I have a 9lb butt deboned, butterflied and in Pop's brine. I am not sure if I can cold smoke when the ambient air temps are ~80 degrees. I cold smoked a lot of cheese this winter, and it turned out great until the ambient temp. hit about 55 degrees.  The AMPS in my smoker then generated enough heat to take the internal smoker temp up past 90.  The cheese melted a little, but wasn't bad.  Well, I am rambling, so let me get to my question.

 

 

Can I use the AMAZEN in my Cookshack clone without additional heat to "cold smoke" the BBB even though the internal temp. of the smoker will most likely get to 100 to 115 degrees?

 

My objective is to have a final product that does need to be fried prior to eating. Since the butt is cured, and you want to fry prior to eating, does it matter what IT the meat hits during the smoke?

 

I really need the forum experts to weigh in on this one.

 

Thanks,

 

Smokinjoe

post #2 of 12

Joe, morning....   Yep.... smoke away....  How long you leaving the "flied" butt in the brine ?? 10 days or so in the refer ??   When it comes to smoking.... some folks have been smoking their bacon for up to 36 hours straight.... you can smoke longer too....  letting the butt rest in the refer will develop smoke and flavor through the meat instead of just on the surface... and the flavor will mellow also....   depends on the final color....   partially freeze then slice...   everyone pretty much does stuff different....  If you have done bacon that is fully cooked, note on the package that it needs cooking, or it's raw.... just some note to be safe....

 

Dave

post #3 of 12
Thread Starter 

Dave - Thanks for the reply.

 

I plan on keeping the meat in the brine for 10 days. Yes, it is in the fridge. I'll then cold smoke it for 12 -15 hours, then allow to rest in the fridge for 3-4 days before slicing and packaging.

 

Do you think it is advantageous to keep it in the fridge a day or so BEFORE smoking, but after it is removed from the brine?

 

Is 12-15 hours using Pitmasters special in the AMAZEN enough smoke for BBB?

 

I have used Cure #1 in beef sticks, and TQ dry to make Canadian bacon, but this is my first time with Cure #1 in a brine solution.  Sure seems easy!

 

 

Joe

post #4 of 12

Joe, when you remove the pig from the brine / cure, rinse well and dry with paper towels etc...   Let come to room temp....  Place in smoker with vents wide open....   fire up the AMNs,ps,or ts and relax....   The reason for warming the bacon....   If it is cold, condensate will form on it....  When I cold smoke, or some hot smokes even....  I will place meat on a wire rack in front of a fan to dry the surface, and form (or partially form) the pellicle before placing in the smoker...  

 

If you need to do a fry test, for salt, do that after the rinse and before the drying process...  if too salty, soak in ice water or water in the refer... 

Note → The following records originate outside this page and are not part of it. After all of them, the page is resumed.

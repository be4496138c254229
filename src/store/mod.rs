//! Object storage holding raw messages and uploaded attachments.

pub mod dir;

use std::io::Read;

use crate::error::Result;

pub use dir::DirObjectStore;

/// Key/value blob storage addressed by `/`-separated keys.
///
/// Implementations must be shareable across the per-mailbox ingestion threads.
pub trait ObjectStore: Send + Sync {
    /// Keys starting with `prefix`, sorted.
    fn list_objects(&self, prefix: &str) -> Result<Vec<String>>;

    /// Open an object for reading.
    fn get_object(&self, key: &str) -> Result<Box<dyn Read + Send>>;

    /// Create or replace an object.
    fn put_object(&self, key: &str, content_type: &str, data: &[u8]) -> Result<()>;

    fn delete_object(&self, key: &str) -> Result<()>;
}
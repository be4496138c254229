//! Centralized error types for mailintake.
//!
//! Two families live here. [`MimeError`] covers the recoverable conditions the
//! parser runs into on malformed mail; the parser turns every one of them into
//! a fallback and never hands them to its caller. [`IngestError`] covers the
//! hard failures of the surrounding pipeline: unreadable streams, storage and
//! persistence problems.

use std::path::PathBuf;
use thiserror::Error;

/// Recoverable conditions met while parsing a message.
#[derive(Error, Debug, Clone, PartialEq, Eq)]
pub enum MimeError {
    /// A header line is neither `Name: value` nor a continuation of one.
    #[error("Malformed header line: {0:?}")]
    MalformedHeader(String),

    /// The header block ran to the end of the data without a blank line.
    #[error("Header block is not terminated by a blank line")]
    UnterminatedHeader,

    /// The `Content-Type` value is empty or missing.
    #[error("No media type")]
    NoMediaType,

    /// The media type does not follow the `type/subtype` grammar.
    #[error("Invalid media type: {0}")]
    InvalidMediaType(String),

    /// A `; name=value` parameter could not be parsed.
    #[error("Invalid media parameter: {0}")]
    InvalidParameter(String),

    /// The same parameter name appeared twice.
    #[error("Duplicate media parameter: {0}")]
    DuplicateParameter(String),

    /// A multipart body declared no usable boundary.
    #[error("Multipart body has no boundary parameter")]
    MissingBoundary,

    /// A multipart part was not closed by any boundary delimiter.
    #[error("Multipart part is not closed by a boundary delimiter")]
    UnterminatedPart,
}

/// All hard errors produced by the mailintake library.
#[derive(Error, Debug)]
pub enum IngestError {
    /// I/O error with the associated file path.
    #[error("I/O error reading '{path}': {source}")]
    Io {
        path: PathBuf,
        source: std::io::Error,
    },

    /// The object store has no object under this key.
    #[error("Object not found: {0}")]
    ObjectNotFound(String),

    /// The key cannot be mapped onto the object store.
    #[error("Invalid object key: {0:?}")]
    InvalidKey(String),

    /// A raw message exceeded the configured size limit.
    #[error("Message exceeds the {limit}-byte size limit")]
    MessageTooLarge { limit: usize },

    /// The persistence collaborator rejected a record.
    #[error("Persistence error: {0}")]
    Persistence(String),

    /// A mailbox worker thread panicked before reporting.
    #[error("Ingestion worker for '{0}' panicked")]
    WorkerPanicked(String),

    /// A parser condition surfaced by a caller that chose not to recover.
    #[error("MIME error: {0}")]
    Mime(#[from] MimeError),
}

/// Convenience alias for `Result<T, IngestError>`.
pub type Result<T> = std::result::Result<T, IngestError>;

impl IngestError {
    /// Create an `Io` variant from a path and an `io::Error`.
    pub fn io(path: impl Into<PathBuf>, source: std::io::Error) -> Self {
        Self::Io {
            path: path.into(),
            source,
        }
    }
}

/// Allow `?` on `std::io::Error` when no path context is available
/// (streams handed in by a caller; prefer `IngestError::io` for files).
impl From<std::io::Error> for IngestError {
    fn from(source: std::io::Error) -> Self {
        Self::Io {
            path: PathBuf::from("<stream>"),
            source,
        }
    }
}
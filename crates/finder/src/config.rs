// Chunk: docs/chunks/finder_config - Scanner and search tunables
//!
//! Tunables for scanning and ranking.
//!
//! The defaults reproduce the fixed constants the finder has always used;
//! hosts may override any of them from a config file. Every struct is
//! `#[serde(default)]`, so a partial file only replaces the fields it names.

use serde::{Deserialize, Serialize};

/// Maximum number of paths a single scan emits.
pub const DEFAULT_MAX_FILES: usize = 50_000;

/// Maximum number of ranked results returned for a query.
pub const DEFAULT_MAX_RESULTS: usize = 50;

/// Directory names whose whole subtree is skipped by the fallback walker.
pub const DEFAULT_IGNORED_DIRS: &[&str] = &[".git", ".hg", ".svn", "node_modules", "target", ".build"];

/// File names never emitted by the fallback walker.
pub const DEFAULT_IGNORED_FILES: &[&str] = &[".DS_Store", "Thumbs.db", "desktop.ini"];

/// Controls how a root directory is enumerated.
#[derive(Debug, Clone, PartialEq, Eq, Serialize, Deserialize)]
#[serde(default)]
pub struct ScanConfig {
    /// Directory names to prune (matched against the entry's own name).
    pub ignored_dirs: Vec<String>,
    /// File names to skip (matched against the entry's own name).
    pub ignored_files: Vec<String>,
    /// Hard cap on emitted paths. Reaching it is not an error.
    pub max_files: usize,
    /// Try `git ls-files` before walking the tree.
    pub use_vcs_listing: bool,
}

impl Default for ScanConfig {
    fn default() -> Self {
        Self {
            ignored_dirs: DEFAULT_IGNORED_DIRS.iter().map(|s| s.to_string()).collect(),
            ignored_files: DEFAULT_IGNORED_FILES.iter().map(|s| s.to_string()).collect(),
            max_files: DEFAULT_MAX_FILES,
            use_vcs_listing: true,
        }
    }
}

impl ScanConfig {
    pub fn is_ignored_dir(&self, name: &str) -> bool {
        self.ignored_dirs.iter().any(|d| d == name)
    }

    pub fn is_ignored_file(&self, name: &str) -> bool {
        self.ignored_files.iter().any(|f| f == name)
    }
}

/// Controls ranking output.
#[derive(Debug, Clone, Copy, PartialEq, Eq, Serialize, Deserialize)]
#[serde(default)]
pub struct SearchConfig {
    pub max_results: usize,
}

impl Default for SearchConfig {
    fn default() -> Self {
        Self {
            max_results: DEFAULT_MAX_RESULTS,
        }
    }
}
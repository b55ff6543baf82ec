// Chunk: docs/chunks/file_change_events - Debounce, suppression and reconnect state
//!
//! The watcher's state machine, without any I/O.
//!
//! ```text
//! Idle ──start──▶ Watching ──delete/rename/revoke──▶ Reconnecting
//!   │                ▲                                  │    │
//!   └─attach failed──┼──────────────────────────────────┘    │
//!                    └────────── probe succeeded ◀───────────┘
//!                                                            │
//!                  Stopped ◀── attempts exhausted / stop ────┘
//! ```
//!
//! Writes arm a debounce deadline; each new write pushes it out, so a burst
//! produces one notification. When the deadline passes, a pending
//! suppression swallows the notification instead.
//!
//! Time is passed in by the driver, which makes every transition testable
//! with synthetic `Instant`s. The driver owns the real watch handle and acts
//! on the [`WatchAction`]s returned by [`WatchSession::poll`].

use std::time::{Duration, Instant};

use crate::config::WatchConfig;

#[derive(Debug, Clone, Copy, PartialEq, Eq)]
pub enum WatchState {
    /// Not started yet.
    Idle,
    /// A live watch is attached to the target.
    Watching,
    /// The target vanished; probing for it every reconnect interval.
    Reconnecting {
        /// Ticks taken so far in this cycle.
        attempts: u32,
        next_probe: Instant,
    },
    /// Terminal until the owner starts a new session.
    Stopped,
}

/// Work the driver must carry out after a [`WatchSession::poll`].
#[derive(Debug, Clone, Copy, PartialEq, Eq)]
pub enum WatchAction {
    /// Attach a fresh live watch to the target.
    Reattach,
    /// Invoke the change callback.
    Notify,
}

pub struct WatchSession {
    state: WatchState,
    /// When the pending debounced notification fires.
    debounce_deadline: Option<Instant>,
    /// Upcoming self-writes whose notifications must be swallowed.
    suppress_count: u32,
    debounce: Duration,
    reconnect_interval: Duration,
    max_attempts: u32,
}

impl WatchSession {
    pub fn new(config: &WatchConfig) -> Self {
        Self {
            state: WatchState::Idle,
            debounce_deadline: None,
            suppress_count: 0,
            debounce: config.debounce(),
            reconnect_interval: config.reconnect_interval(),
            max_attempts: config.max_reconnect_attempts,
        }
    }

    pub fn state(&self) -> WatchState {
        self.state
    }

    pub fn suppress_count(&self) -> u32 {
        self.suppress_count
    }

    /// Attempts taken in the current reconnect cycle, zero outside one.
    pub fn reconnect_attempts(&self) -> u32 {
        match self.state {
            WatchState::Reconnecting { attempts, .. } => attempts,
            _ => 0,
        }
    }

    pub fn has_pending_debounce(&self) -> bool {
        self.debounce_deadline.is_some()
    }

    /// Leaves `Idle`. `attached` says whether the initial watch succeeded.
    pub fn start(&mut self, attached: bool, now: Instant) {
        if self.state != WatchState::Idle {
            return;
        }
        if attached {
            self.state = WatchState::Watching;
        } else {
            self.begin_reconnect(now);
        }
    }

    /// A write landed on the target. Replaces any pending debounce deadline.
    pub fn record_write(&mut self, now: Instant) {
        if self.state == WatchState::Watching {
            self.debounce_deadline = Some(now + self.debounce);
        }
    }

    /// The live watch is gone (target deleted, renamed, or watch revoked).
    pub fn detach(&mut self, now: Instant) {
        if self.state == WatchState::Watching {
            self.begin_reconnect(now);
        }
    }

    /// Swallow the next debounced notification.
    pub fn suppress_next(&mut self) {
        self.suppress_count = self.suppress_count.saturating_add(1);
    }

    /// Cancels everything. Idempotent.
    pub fn stop(&mut self) {
        self.state = WatchState::Stopped;
        self.debounce_deadline = None;
    }

    /// The earliest instant at which [`poll`](Self::poll) has work to do.
    pub fn next_deadline(&self) -> Option<Instant> {
        let reconnect = match self.state {
            WatchState::Reconnecting { next_probe, .. } => Some(next_probe),
            _ => None,
        };
        match (self.debounce_deadline, reconnect) {
            (Some(a), Some(b)) => Some(a.min(b)),
            (a, b) => a.or(b),
        }
    }

    /// Fires whatever timers are due at `now`.
    ///
    /// `probe` is called at most once, only when a reconnect tick is due and
    /// attempts remain; it should report whether the target can be opened.
    pub fn poll(&mut self, now: Instant, probe: impl FnOnce() -> bool) -> Vec<WatchAction> {
        let mut actions = Vec::new();

        if let Some(deadline) = self.debounce_deadline {
            if now >= deadline {
                self.debounce_deadline = None;
                if self.suppress_count > 0 {
                    self.suppress_count -= 1;
                    tracing::trace!(remaining = self.suppress_count, "suppressed self-triggered change");
                } else {
                    actions.push(WatchAction::Notify);
                }
            }
        }

        if let WatchState::Reconnecting {
            attempts,
            next_probe,
        } = self.state
        {
            if now >= next_probe {
                let attempts = attempts + 1;
                if attempts > self.max_attempts {
                    // No callback on give-up; the owner just stops hearing from us.
                    tracing::warn!(attempts = self.max_attempts, "target did not reappear, watcher giving up");
                    self.stop();
                } else if probe() {
                    tracing::info!(attempts, "target reappeared, reattaching");
                    self.state = WatchState::Watching;
                    actions.push(WatchAction::Reattach);
                    actions.push(WatchAction::Notify);
                } else {
                    self.state = WatchState::Reconnecting {
                        attempts,
                        next_probe: now + self.reconnect_interval,
                    };
                }
            }
        }

        actions
    }

    fn begin_reconnect(&mut self, now: Instant) {
        tracing::debug!("target detached, reconnecting");
        self.state = WatchState::Reconnecting {
            attempts: 0,
            next_probe: now + self.reconnect_interval,
        };
    }
}
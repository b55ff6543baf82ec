// Chunk: docs/chunks/quick_open - Query state for the picker
//!
//! Owns the current query and the latest scan result, and keeps the ranked
//! result list in sync with both.
//!
//! Scans complete asynchronously and may overlap when the root changes. Each
//! scan started here gets a new generation number; a completion carrying an
//! older generation is discarded, so the most recently started scan is the
//! authoritative one.

use std::path::{Path, PathBuf};

use crate::config::{ScanConfig, SearchConfig};
use crate::event_channel::{FinderEvent, FinderEventSender};
use crate::ranker::{self, MatchResult};
use crate::scanner::scan_in_background;

pub struct QueryController {
    search: SearchConfig,
    root: Option<PathBuf>,
    /// Generation of the most recently started scan.
    generation: u64,
    scanning: bool,
    candidates: Vec<String>,
    query: String,
    results: Vec<MatchResult>,
}

impl QueryController {
    pub fn new(search: SearchConfig) -> Self {
        Self {
            search,
            root: None,
            generation: 0,
            scanning: false,
            candidates: Vec::new(),
            query: String::new(),
            results: Vec::new(),
        }
    }

    /// Starts scanning `root` in the background and returns the generation
    /// the completion will carry.
    ///
    /// The previous candidates stay visible until the new scan lands.
    pub fn begin_scan(&mut self, root: PathBuf, scan: ScanConfig, sender: FinderEventSender) -> u64 {
        self.generation += 1;
        self.scanning = true;
        self.root = Some(root.clone());
        tracing::debug!(generation = self.generation, root = %root.display(), "scan started");
        scan_in_background(root, scan, self.generation, sender);
        self.generation
    }

    /// Installs a scan result if it belongs to the latest generation.
    ///
    /// Returns `false` (and changes nothing) for a stale result.
    pub fn apply_scan(&mut self, generation: u64, paths: Vec<String>) -> bool {
        if generation != self.generation {
            tracing::debug!(generation, current = self.generation, "discarding stale scan");
            return false;
        }
        self.scanning = false;
        self.candidates = paths;
        self.refresh();
        true
    }

    /// Routes a drained event. Returns `true` if the results changed.
    ///
    /// Only scan completions concern the controller; anything else is ignored.
    pub fn handle_event(&mut self, event: FinderEvent) -> bool {
        match event {
            FinderEvent::ScanComplete {
                generation, paths, ..
            } => self.apply_scan(generation, paths),
            FinderEvent::FileChanged(_) => false,
        }
    }

    /// Replaces the query and re-ranks.
    pub fn set_query(&mut self, query: &str) {
        if self.query == query {
            return;
        }
        self.query = query.to_string();
        self.refresh();
    }

    pub fn query(&self) -> &str {
        &self.query
    }

    /// Ordered results for the current query and candidates.
    pub fn results(&self) -> &[MatchResult] {
        &self.results
    }

    pub fn root(&self) -> Option<&Path> {
        self.root.as_deref()
    }

    pub fn candidate_count(&self) -> usize {
        self.candidates.len()
    }

    /// True between `begin_scan` and the matching `apply_scan`.
    pub fn is_scanning(&self) -> bool {
        self.scanning
    }

    fn refresh(&mut self) {
        let max = self.search.max_results;
        self.results = if self.query.is_empty() {
            // No query: show the head of the scan in scan order.
            self.candidates
                .iter()
                .take(max)
                .map(|path| MatchResult {
                    path: path.clone(),
                    score: 0,
                    matched_indices: Vec::new(),
                })
                .collect()
        } else {
            ranker::rank(&self.query, &self.candidates, max)
        };
    }
}

impl Default for QueryController {
    fn default() -> Self {
        Self::new(SearchConfig::default())
    }
}
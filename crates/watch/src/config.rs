// Chunk: docs/chunks/file_change_events - Watcher timing tunables
//!
//! Timing tunables for the single-file watcher.

use std::time::Duration;

use serde::{Deserialize, Serialize};

/// Default debounce window in milliseconds.
pub const DEFAULT_DEBOUNCE_MS: u64 = 100;

/// Default delay between reconnect probes in milliseconds.
pub const DEFAULT_RECONNECT_INTERVAL_MS: u64 = 1000;

/// Default number of reconnect probes before the watcher gives up.
pub const DEFAULT_MAX_RECONNECT_ATTEMPTS: u32 = 10;

#[derive(Debug, Clone, Copy, PartialEq, Eq, Serialize, Deserialize)]
#[serde(default)]
pub struct WatchConfig {
    /// Quiet period after the last write before the change callback fires.
    pub debounce_ms: u64,
    /// Delay between attempts to reopen a vanished target.
    pub reconnect_interval_ms: u64,
    /// Attempts allowed before the watcher goes silent.
    pub max_reconnect_attempts: u32,
}

impl Default for WatchConfig {
    fn default() -> Self {
        Self {
            debounce_ms: DEFAULT_DEBOUNCE_MS,
            reconnect_interval_ms: DEFAULT_RECONNECT_INTERVAL_MS,
            max_reconnect_attempts: DEFAULT_MAX_RECONNECT_ATTEMPTS,
        }
    }
}

impl WatchConfig {
    pub fn debounce(&self) -> Duration {
        Duration::from_millis(self.debounce_ms)
    }

    pub fn reconnect_interval(&self) -> Duration {
        Duration::from_millis(self.reconnect_interval_ms)
    }
}
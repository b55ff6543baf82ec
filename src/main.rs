// Chunk: docs/chunks/quick_open - Quick-open file finder host
//!
//! quick-open: command-line host for the finder and the file watcher.
//!
//! This binary plays the part of the presentation layer. It scans a project
//! root in the background, ranks queries against the result, and can watch a
//! single file for external changes, printing everything to stdout.
//!
//! ```text
//! quick-open ~/src/project mago          # one query, then exit
//! quick-open ~/src/project               # one query per stdin line
//! quick-open ~/src/project --watch notes.md
//! ```

mod config;

use std::io::{self, BufRead, Write};
use std::path::PathBuf;
use std::thread;
use std::time::Duration;

use anyhow::Context;
use clap::Parser;
use crossbeam_channel::{Receiver, TryRecvError};
use quick_open_finder::{create_event_channel, FinderEvent, FinderEventReceiver, MatchResult, QueryController};
use quick_open_watch::FileWatcher;
use tracing_subscriber::EnvFilter;

use crate::config::load_config;

/// How long the main loop sleeps waiting for background events.
const POLL_INTERVAL: Duration = Duration::from_millis(50);

#[derive(Parser, Debug)]
#[command(name = "quick-open", version, about = "Fuzzy file finder with a single-file change watcher")]
struct Args {
    /// Project root to index
    root: PathBuf,

    /// Query to rank; queries are read from stdin, one per line, when omitted
    query: Option<String>,

    /// Config file (defaults to <config dir>/quick-open/config.json)
    #[arg(long)]
    config: Option<PathBuf>,

    /// Watch this file and report external changes
    #[arg(long)]
    watch: Option<PathBuf>,

    /// Maximum number of results to print
    #[arg(long)]
    limit: Option<usize>,

    /// Skip `git ls-files` and always walk the tree
    #[arg(long)]
    no_vcs: bool,
}

fn main() -> anyhow::Result<()> {
    let args = Args::parse();

    tracing_subscriber::fmt()
        .with_env_filter(EnvFilter::try_from_default_env().unwrap_or_else(|_| EnvFilter::new("info")))
        .with_writer(io::stderr)
        .init();

    let mut config = load_config(args.config.as_deref());
    if let Some(limit) = args.limit {
        config.search.max_results = limit;
    }
    if args.no_vcs {
        config.scan.use_vcs_listing = false;
    }

    let (sender, receiver) = create_event_channel(|| {});
    let mut controller = QueryController::new(config.search);
    controller.begin_scan(args.root.clone(), config.scan.clone(), sender.clone());

    // Kept alive for the rest of main; dropping it stops the watch.
    let watcher = args.watch.map(|file| {
        let mut watcher = FileWatcher::new(config.watch);
        let changed = file.clone();
        watcher.start(file, move || {
            let _ = sender.send_file_changed(changed.clone());
        });
        watcher
    });

    let stdout = io::stdout();
    let mut out = stdout.lock();

    match args.query {
        Some(query) => {
            controller.set_query(&query);
            wait_for_scan(&mut controller, &receiver, &mut out)?;
            print_results(&controller, &mut out)?;
            if watcher.is_some() {
                loop {
                    pump_events(&mut controller, &receiver, &mut out)?;
                }
            }
        }
        None => {
            let queries = spawn_query_reader();
            wait_for_scan(&mut controller, &receiver, &mut out)?;
            loop {
                pump_events(&mut controller, &receiver, &mut out)?;
                match queries.try_recv() {
                    Ok(query) => {
                        controller.set_query(query.trim());
                        print_results(&controller, &mut out)?;
                    }
                    Err(TryRecvError::Empty) => {}
                    Err(TryRecvError::Disconnected) => break,
                }
            }
        }
    }

    Ok(())
}

/// Blocks until the scan started in `main` lands.
fn wait_for_scan(
    controller: &mut QueryController,
    receiver: &FinderEventReceiver,
    out: &mut impl Write,
) -> anyhow::Result<()> {
    while controller.is_scanning() {
        pump_events(controller, receiver, out)?;
    }
    writeln!(out, "indexed {} files", controller.candidate_count())?;
    Ok(())
}

/// Waits up to one poll interval, then handles every queued event.
fn pump_events(
    controller: &mut QueryController,
    receiver: &FinderEventReceiver,
    out: &mut impl Write,
) -> anyhow::Result<()> {
    let Some(first) = receiver.recv_timeout(POLL_INTERVAL) else {
        return Ok(());
    };
    for event in std::iter::once(first).chain(receiver.drain()) {
        match event {
            FinderEvent::FileChanged(path) => {
                writeln!(out, "changed: {}", path.display())?;
            }
            scan @ FinderEvent::ScanComplete { .. } => {
                controller.handle_event(scan);
            }
        }
    }
    out.flush().context("flushing stdout")?;
    Ok(())
}

fn print_results(controller: &QueryController, out: &mut impl Write) -> anyhow::Result<()> {
    for result in controller.results() {
        writeln!(out, "{:>5}  {}", result.score, highlight(result))?;
    }
    out.flush().context("flushing stdout")?;
    Ok(())
}

/// Reads stdin lines on a background thread. The channel closes at EOF.
fn spawn_query_reader() -> Receiver<String> {
    let (tx, rx) = crossbeam_channel::unbounded();
    thread::spawn(move || {
        for line in io::stdin().lock().lines().map_while(Result::ok) {
            if tx.send(line).is_err() {
                break;
            }
        }
    });
    rx
}

/// Wraps each matched character of the path in brackets.
fn highlight(result: &MatchResult) -> String {
    let mut matched = result.matched_indices.iter().peekable();
    let mut rendered = String::with_capacity(result.path.len() + 2 * result.matched_indices.len());
    for (i, c) in result.path.chars().enumerate() {
        if matched.peek() == Some(&&i) {
            matched.next();
            rendered.push('[');
            rendered.push(c);
            rendered.push(']');
        } else {
            rendered.push(c);
        }
    }
    rendered
}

now would be the time to add black pepper for pepper bacon or what ever surface topping you choose....  

Dave

post #5 of 12

Hi Joe!!

Everything Dave said above is about right.

 

Depending on your tastes, 12 hours is a bit short for cold smoking---20 to 30 could be better.

 

If you're worried about keeping it below 90*, you can put a frozen jug of water in, but since it's BBB, and not cheese, I wouldn't worry about it getting over 100*. I warm smoke my BBB, and take the IT up to 145*. Then all I have to do before eating is warm it, instead of trying to fry it without burning it.

 

Don't forget the QView!!!

 

Bear

post #6 of 12
Thread Starter 

I'm one of the guys who drilled holes in the bottom of my Cookshack clone.  I am glad I did, because I have used it wide open for:

 

Jerky

cold smoked cheese

and now cold smoked BBB

 

It obviously improves air flow which in the case of the jerky vents the moisture better, and in the case of cold smoking helps keep the temp. down. It is surprising, at least to me, how much the AMAZEN can raise the internal temp of the smoker when the vents (holes) are mostly closed.  (Sometimes 30 degrees above ambient air temp.)

 

During the smoke, I would assume it is not important to monitor the IT of the meat.

 

Joe

post #7 of 12
Quote:
Originally Posted by smokinjoe52 View Post

I'm one of the guys who drilled holes in the bottom of my Cookshack clone.  I am glad I did, because I have used it wide open for:

 

Jerky

cold smoked cheese

and now cold smoked BBB

 

It obviously improves air flow which in the case of the jerky vents the moisture better, and in the case of cold smoking helps keep the temp. down. It is surprising, at least to me, how much the AMAZEN can raise the internal temp of the smoker when the vents (holes) are mostly closed.  (Sometimes 30 degrees above ambient air temp.)

 

During the smoke, I would assume it is not important to monitor the IT of the meat.

 

Joe

 

I don't monitor Bacon unless it's CB or BBB, but that's because I take them to 145*.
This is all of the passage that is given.